INSTRUCTIONS FOR THE TASK - Go through the entries and tally the lines containing the word "state". Only the total is wanted.

+ + +

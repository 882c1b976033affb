use crate::logic::board::MoveInput;
use shakmaty::{uci::UciMove, CastlingSide, Chess, Move, Position, Rank, Role, Square};

#[derive(Debug, Clone, PartialEq, Eq, thiserror::Error)]
pub enum RulesError {
    #[error("invalid FEN: {0}")]
    InvalidFen(String),

    #[error("invalid square: {0}")]
    InvalidSquare(String),

    #[error("invalid promotion piece: {0}")]
    InvalidPromotion(String),

    #[error("illegal move: {0}")]
    IllegalMove(String),
}

/// Parses an algebraic square (`"e4"`, case-insensitive).
///
/// # Errors
/// Returns [`RulesError::InvalidSquare`] when the text is not a board square.
pub fn parse_square(text: &str) -> Result<Square, RulesError> {
    text.trim()
        .to_ascii_lowercase()
        .parse::<Square>()
        .map_err(|_| RulesError::InvalidSquare(text.to_string()))
}

/// Parses a promotion piece letter. Only knight, bishop, rook and queen are
/// accepted; an empty string means no promotion.
///
/// # Errors
/// Returns [`RulesError::InvalidPromotion`] for any other letter.
pub fn parse_promotion(text: Option<&str>) -> Result<Option<Role>, RulesError> {
    let Some(raw) = text.map(str::trim).filter(|s| !s.is_empty()) else {
        return Ok(None);
    };
    match raw.to_ascii_lowercase().as_str() {
        "q" => Ok(Some(Role::Queen)),
        "r" => Ok(Some(Role::Rook)),
        "b" => Ok(Some(Role::Bishop)),
        "n" => Ok(Some(Role::Knight)),
        _ => Err(RulesError::InvalidPromotion(raw.to_string())),
    }
}

/// Resolves client input against the position into a legal move.
///
/// Castling is given as the king's move (`e1g1`). A pawn reaching the last
/// rank without a promotion letter is promoted to a queen.
///
/// # Errors
/// Fails on malformed squares or promotion letters, and with
/// [`RulesError::IllegalMove`] when the move is not legal in `pos`.
pub fn resolve_move(pos: &Chess, input: &MoveInput) -> Result<Move, RulesError> {
    let from = parse_square(&input.from)?;
    let to = parse_square(&input.to)?;
    let promotion = parse_promotion(input.promotion.as_deref())?;

    let illegal = || RulesError::IllegalMove(input.to_string());

    let resolved = UciMove::Normal {
        from,
        to,
        promotion,
    }
    .to_move(pos);

    let m = match resolved {
        Ok(m) => m,
        Err(_) if promotion.is_none() && is_promotion_push(pos, from, to) => UciMove::Normal {
            from,
            to,
            promotion: Some(Role::Queen),
        }
        .to_move(pos)
        .map_err(|_| illegal())?,
        Err(_) => return Err(illegal()),
    };

    if !pos.is_legal(&m) {
        return Err(illegal());
    }
    Ok(m)
}

fn is_promotion_push(pos: &Chess, from: Square, to: Square) -> bool {
    pos.board().role_at(from) == Some(Role::Pawn) && matches!(to.rank(), Rank::First | Rank::Eighth)
}

/// Destination square as a player sees it: for castling that is the king's
/// landing square rather than the rook's.
#[must_use]
pub fn display_target(m: &Move) -> Square {
    match UciMove::from_move(m, shakmaty::CastlingMode::Standard) {
        UciMove::Normal { to, .. } | UciMove::Put { to, .. } => to,
        UciMove::Null => m.to(),
    }
}

/// Single-letter move flags: `n` normal, `b` pawn double push, `e` en
/// passant, `c` capture, `k`/`q` castling, `p` promotion.
#[must_use]
pub fn move_flags(m: &Move) -> String {
    let mut flags = String::new();

    match m.castling_side() {
        Some(CastlingSide::KingSide) => flags.push('k'),
        Some(CastlingSide::QueenSide) => flags.push('q'),
        None => {
            if m.is_en_passant() {
                flags.push('e');
            } else if m.is_capture() {
                flags.push('c');
            } else if is_double_push(m) {
                flags.push('b');
            } else if m.promotion().is_none() {
                flags.push('n');
            }
        }
    }

    if m.promotion().is_some() {
        flags.push('p');
    }
    flags
}

fn is_double_push(m: &Move) -> bool {
    m.role() == Role::Pawn
        && m
            .from()
            .is_some_and(|from| from.file() == m.to().file() && from.distance(m.to()) == 2)
}

#[cfg(test)]
#[allow(clippy::unwrap_used)]
mod tests {
    use super::*;

    #[test]
    fn test_parse_square() {
        assert_eq!(parse_square("e4").unwrap(), Square::E4);
        assert_eq!(parse_square("H8").unwrap(), Square::H8);
        assert!(matches!(parse_square("i9"), Err(RulesError::InvalidSquare(_))));
        assert!(parse_square("").is_err());
    }

    #[test]
    fn test_parse_promotion() {
        assert_eq!(parse_promotion(None).unwrap(), None);
        assert_eq!(parse_promotion(Some("")).unwrap(), None);
        assert_eq!(parse_promotion(Some("Q")).unwrap(), Some(Role::Queen));
        assert_eq!(parse_promotion(Some("n")).unwrap(), Some(Role::Knight));
        assert!(matches!(
            parse_promotion(Some("k")),
            Err(RulesError::InvalidPromotion(_))
        ));
    }

    #[test]
    fn test_resolve_rejects_illegal() {
        let pos = Chess::default();
        // Pawn cannot move three squares.
        let result = resolve_move(&pos, &MoveInput::new("e2", "e5"));
        assert!(matches!(result, Err(RulesError::IllegalMove(_))));
        // Black piece on white's turn.
        assert!(resolve_move(&pos, &MoveInput::new("e7", "e5")).is_err());
    }

    #[test]
    fn test_flags() {
        let pos = Chess::default();
        let double = resolve_move(&pos, &MoveInput::new("e2", "e4")).unwrap();
        assert_eq!(move_flags(&double), "b");
        let single = resolve_move(&pos, &MoveInput::new("e2", "e3")).unwrap();
        assert_eq!(move_flags(&single), "n");
        let knight = resolve_move(&pos, &MoveInput::new("g1", "f3")).unwrap();
        assert_eq!(move_flags(&knight), "n");
    }
}
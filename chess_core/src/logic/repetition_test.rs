use crate::logic::board::MoveInput;
use crate::logic::game::{ChessGame, Terminal};

#[test]
fn test_three_fold_repetition() {
    let mut game = ChessGame::new();

    let mut play = |from: &str, to: &str| game.play(&MoveInput::new(from, to)).is_ok();

    // 0. Start: position A (count 1)

    // Knights out and back: A recurs after every fourth ply.
    assert!(play("g1", "f3"));
    assert!(play("g8", "f6"));
    assert!(play("f3", "g1"));
    assert!(play("f6", "g8")); // A (count 2)

    assert!(play("g1", "f3"));
    assert!(play("g8", "f6"));
    assert!(play("f3", "g1"));
    assert!(play("f6", "g8")); // A (count 3)

    assert!(game.is_threefold_repetition());
    assert!(game.is_draw());
    assert_eq!(game.terminal(), Some(Terminal::Draw));
}

#[test]
fn test_two_occurrences_is_not_a_draw() {
    let mut game = ChessGame::new();

    for (from, to) in [("b1", "c3"), ("b8", "c6"), ("c3", "b1"), ("c6", "b8")] {
        assert!(game.play(&MoveInput::new(from, to)).is_ok());
    }

    assert!(!game.is_threefold_repetition());
    assert!(game.terminal().is_none());
}

#[test]
fn test_reset_forgets_repetitions() {
    let mut game = ChessGame::new();
    for _ in 0..2 {
        for (from, to) in [("g1", "f3"), ("g8", "f6"), ("f3", "g1"), ("f6", "g8")] {
            assert!(game.play(&MoveInput::new(from, to)).is_ok());
        }
    }
    assert!(game.is_threefold_repetition());

    game.reset();
    assert!(!game.is_threefold_repetition());
}
//! Handle-driven resizing, for one entity or a proportional group.

use crate::document::Document;
use crate::geometry::{rotate_point, Bounds};
use crate::selection::{EntityRef, HandleKind};
use crate::snap::GridSnap;
use kurbo::{Point, Size, Vec2};

/// Resize `original` by dragging `handle` by `delta` (canvas units).
///
/// Each axis is floored at `min`. When the floor is reached the edge
/// opposite the handle stays where it was. With `keep_aspect` (corner
/// handles only) the axis that changed more drives the other one.
pub fn resize_bounds(original: Bounds, handle: HandleKind, delta: Vec2, min: Size, keep_aspect: bool) -> Bounds {
    let original = original.normalized();
    let (moves_left, moves_right, moves_top, moves_bottom) = handle.moves_edges();

    let mut left = original.x + if moves_left { delta.x } else { 0.0 };
    let mut right = original.right() + if moves_right { delta.x } else { 0.0 };
    let mut top = original.y + if moves_top { delta.y } else { 0.0 };
    let mut bottom = original.bottom() + if moves_bottom { delta.y } else { 0.0 };

    if right - left < min.width {
        if moves_left {
            left = right - min.width;
        } else {
            right = left + min.width;
        }
    }
    if bottom - top < min.height {
        if moves_top {
            top = bottom - min.height;
        } else {
            bottom = top + min.height;
        }
    }

    if keep_aspect && handle.is_corner() && original.width > 0.0 && original.height > 0.0 {
        let ratio = original.width / original.height;
        let mut width = right - left;
        let mut height = bottom - top;
        let scale_x = width / original.width;
        let scale_y = height / original.height;
        if (scale_x - 1.0).abs() >= (scale_y - 1.0).abs() {
            height = width / ratio;
        } else {
            width = height * ratio;
        }
        if width < min.width {
            width = min.width;
            height = width / ratio;
        }
        if height < min.height {
            height = min.height;
            width = height * ratio;
        }
        if moves_left {
            left = right - width;
        } else {
            right = left + width;
        }
        if moves_top {
            top = bottom - height;
        } else {
            bottom = top + height;
        }
    }

    Bounds::new(left, top, right - left, bottom - top)
}

/// Snap the edges `handle` moves to the grid, leaving the others alone.
///
/// An axis whose snapped size would fall under `min` is left unsnapped.
pub fn snap_moving_edges(bounds: Bounds, handle: HandleKind, grid: GridSnap, min: Size) -> Bounds {
    if !grid.enabled {
        return bounds;
    }
    let (moves_left, moves_right, moves_top, moves_bottom) = handle.moves_edges();
    let mut left = bounds.x;
    let mut right = bounds.right();
    let mut top = bounds.y;
    let mut bottom = bounds.bottom();

    let snapped_left = if moves_left { grid.snap(left) } else { left };
    let snapped_right = if moves_right { grid.snap(right) } else { right };
    if snapped_right - snapped_left >= min.width {
        left = snapped_left;
        right = snapped_right;
    }
    let snapped_top = if moves_top { grid.snap(top) } else { top };
    let snapped_bottom = if moves_bottom { grid.snap(bottom) } else { bottom };
    if snapped_bottom - snapped_top >= min.height {
        top = snapped_top;
        bottom = snapped_bottom;
    }
    Bounds::new(left, top, right - left, bottom - top)
}

/// Shift `resized` so the edge pinned during an unrotated resize stays put
/// on screen when the box is drawn rotated by `rotation` about its center.
pub fn compensate_rotation(original: Bounds, resized: Bounds, rotation: f64) -> Bounds {
    if rotation == 0.0 {
        return resized;
    }
    let d = original.center() - resized.center();
    let turned = rotate_point(Point::ZERO + d, Point::ZERO, rotation).to_vec2();
    resized.translated(d - turned)
}

/// Place a rect expressed relative to a frame into `to`.
fn map_relative(rel: Bounds, to: Bounds) -> Bounds {
    Bounds::new(to.x + rel.x * to.width, to.y + rel.y * to.height, rel.width * to.width, rel.height * to.height)
}

fn relative_to(rect: Bounds, frame: Bounds) -> Bounds {
    let fx = |v: f64| if frame.width > 0.0 { v / frame.width } else { 0.0 };
    let fy = |v: f64| if frame.height > 0.0 { v / frame.height } else { 0.0 };
    Bounds::new(fx(rect.x - frame.x), fy(rect.y - frame.y), fx(rect.width), fy(rect.height))
}

/// Live state of a single-entity resize.
#[derive(Debug, Clone)]
pub(crate) struct SingleResize {
    pub entity: EntityRef,
    pub handle: HandleKind,
    pub start: Point,
    pub original: Bounds,
    pub rotation: f64,
    pub min: Size,
    pub current: Bounds,
    pub before: Document,
}

impl SingleResize {
    pub fn update(&mut self, pointer: Point, zoom: f64, keep_aspect: bool) {
        let world = (pointer - self.start) / zoom;
        // Handles turn with the entity, so the drag is measured in its own frame.
        let local = rotate_point(Point::ZERO + world, Point::ZERO, -self.rotation).to_vec2();
        let resized = resize_bounds(self.original, self.handle, local, self.min, keep_aspect);
        self.current = compensate_rotation(self.original, resized, self.rotation);
    }

    /// Final rect, grid-snapped when the entity is axis-aligned.
    pub fn committed(&self, grid: GridSnap) -> Bounds {
        if self.rotation == 0.0 { snap_moving_edges(self.current, self.handle, grid, self.min) } else { self.current }
    }
}

/// One member of a group resize, held relative to the group's box.
#[derive(Debug, Clone)]
pub(crate) struct GroupMember {
    pub entity: EntityRef,
    pub relative: Bounds,
    pub min: Size,
}

/// Live state of a proportional group resize.
#[derive(Debug, Clone)]
pub(crate) struct GroupResize {
    pub handle: HandleKind,
    pub start: Point,
    pub original: Bounds,
    pub min: Size,
    pub members: Vec<GroupMember>,
    pub current: Bounds,
    pub before: Document,
}

impl GroupResize {
    pub fn new(
        handle: HandleKind,
        start: Point,
        original: Bounds,
        min: Size,
        members: impl IntoIterator<Item = (EntityRef, Bounds, Size)>,
        before: Document,
    ) -> Self {
        let members = members
            .into_iter()
            .map(|(entity, rect, min)| GroupMember { entity, relative: relative_to(rect, original), min })
            .collect();
        Self { handle, start, original, min, members, current: original, before }
    }

    pub fn update(&mut self, pointer: Point, zoom: f64, keep_aspect: bool) {
        let delta = (pointer - self.start) / zoom;
        self.current = resize_bounds(self.original, self.handle, delta, self.min, keep_aspect);
    }

    /// Member rects inside `frame`, clamped to each member's minimum.
    pub fn member_rects(&self, frame: Bounds) -> Vec<(EntityRef, Bounds)> {
        self.members
            .iter()
            .map(|m| {
                let mut rect = map_relative(m.relative, frame);
                rect.width = rect.width.max(m.min.width);
                rect.height = rect.height.max(m.min.height);
                (m.entity, rect)
            })
            .collect()
    }

    pub fn preview(&self, entity: EntityRef) -> Option<Bounds> {
        let member = self.members.iter().find(|m| m.entity == entity)?;
        self.member_rects(self.current).into_iter().find(|(e, _)| *e == member.entity).map(|(_, r)| r)
    }

    pub fn committed_frame(&self, grid: GridSnap) -> Bounds {
        snap_moving_edges(self.current, self.handle, grid, self.min)
    }
}

#[cfg(test)]
mod tests {
    use super::*;
    use crate::selection::{Corner, Edge};
    use std::f64::consts::FRAC_PI_2;
    use uuid::Uuid;

    const MIN: Size = Size::new(10.0, 10.0);

    fn approx_bounds(a: Bounds, b: Bounds) -> bool {
        (a.x - b.x).abs() < 1e-9
            && (a.y - b.y).abs() < 1e-9
            && (a.width - b.width).abs() < 1e-9
            && (a.height - b.height).abs() < 1e-9
    }

    #[test]
    fn test_corner_moves_both_axes() {
        let r = resize_bounds(
            Bounds::new(0.0, 0.0, 100.0, 50.0),
            HandleKind::Corner(Corner::BottomRight),
            Vec2::new(20.0, 10.0),
            MIN,
            false,
        );
        assert_eq!(r, Bounds::new(0.0, 0.0, 120.0, 60.0));
    }

    #[test]
    fn test_edge_moves_one_axis() {
        let r = resize_bounds(
            Bounds::new(0.0, 0.0, 100.0, 50.0),
            HandleKind::Edge(Edge::Left),
            Vec2::new(30.0, 99.0),
            MIN,
            false,
        );
        assert_eq!(r, Bounds::new(30.0, 0.0, 70.0, 50.0));
    }

    #[test]
    fn test_floor_pins_opposite_edge() {
        let r = resize_bounds(
            Bounds::new(0.0, 0.0, 100.0, 50.0),
            HandleKind::Corner(Corner::TopLeft),
            Vec2::new(500.0, 500.0),
            MIN,
            false,
        );
        assert_eq!(r, Bounds::new(90.0, 40.0, 10.0, 10.0));
    }

    #[test]
    fn test_aspect_lock_follows_larger_change() {
        let r = resize_bounds(
            Bounds::new(0.0, 0.0, 100.0, 50.0),
            HandleKind::Corner(Corner::BottomRight),
            Vec2::new(100.0, 10.0),
            MIN,
            true,
        );
        assert!(approx_bounds(r, Bounds::new(0.0, 0.0, 200.0, 100.0)));

        let edge = resize_bounds(
            Bounds::new(0.0, 0.0, 100.0, 50.0),
            HandleKind::Edge(Edge::Right),
            Vec2::new(100.0, 0.0),
            MIN,
            true,
        );
        assert_eq!(edge, Bounds::new(0.0, 0.0, 200.0, 50.0));
    }

    #[test]
    fn test_aspect_lock_anchors_opposite_corner() {
        let r = resize_bounds(
            Bounds::new(0.0, 0.0, 100.0, 100.0),
            HandleKind::Corner(Corner::TopLeft),
            Vec2::new(-50.0, -10.0),
            MIN,
            true,
        );
        assert!(approx_bounds(r, Bounds::new(-50.0, -50.0, 150.0, 150.0)));
    }

    #[test]
    fn test_snap_moving_edges_only() {
        let grid = GridSnap::new(true, 20.0);
        let r = snap_moving_edges(Bounds::new(3.0, 3.0, 104.0, 50.0), HandleKind::Edge(Edge::Right), grid, MIN);
        assert_eq!(r, Bounds::new(3.0, 3.0, 97.0, 50.0));
    }

    #[test]
    fn test_rotated_resize_keeps_pinned_edge() {
        let original = Bounds::new(-50.0, -50.0, 100.0, 100.0);
        let resized = resize_bounds(original, HandleKind::Edge(Edge::Right), Vec2::new(50.0, 0.0), MIN, false);
        let fixed = compensate_rotation(original, resized, FRAC_PI_2);
        // The left edge midpoint, drawn rotated, must not move.
        let before = rotate_point(Point::new(original.x, 0.0), original.center(), FRAC_PI_2);
        let after = rotate_point(Point::new(fixed.x, fixed.center().y), fixed.center(), FRAC_PI_2);
        assert!((before - after).hypot() < 1e-9);
    }

    #[test]
    fn test_group_maps_relative_rects() {
        let a = EntityRef::element(Uuid::new_v4());
        let b = EntityRef::widget(Uuid::new_v4());
        let mut resize = GroupResize::new(
            HandleKind::Corner(Corner::BottomRight),
            Point::ZERO,
            Bounds::new(0.0, 0.0, 200.0, 100.0),
            MIN,
            [(a, Bounds::new(0.0, 0.0, 50.0, 50.0), MIN), (b, Bounds::new(100.0, 50.0, 100.0, 50.0), MIN)],
            Document::new("t"),
        );
        resize.update(Point::new(200.0, 100.0), 1.0, false);
        assert_eq!(resize.current, Bounds::new(0.0, 0.0, 400.0, 200.0));
        assert_eq!(resize.preview(a), Some(Bounds::new(0.0, 0.0, 100.0, 100.0)));
        assert_eq!(resize.preview(b), Some(Bounds::new(200.0, 100.0, 200.0, 100.0)));
    }

    #[test]
    fn test_group_members_clamped_to_minimum() {
        let a = EntityRef::widget(Uuid::new_v4());
        let mut resize = GroupResize::new(
            HandleKind::Corner(Corner::BottomRight),
            Point::ZERO,
            Bounds::new(0.0, 0.0, 100.0, 100.0),
            MIN,
            [(a, Bounds::new(0.0, 0.0, 100.0, 100.0), Size::new(80.0, 80.0))],
            Document::new("t"),
        );
        resize.update(Point::new(-50.0, -50.0), 1.0, false);
        assert_eq!(resize.preview(a), Some(Bounds::new(0.0, 0.0, 80.0, 80.0)));
    }
}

+ + +

SOLUTION - 2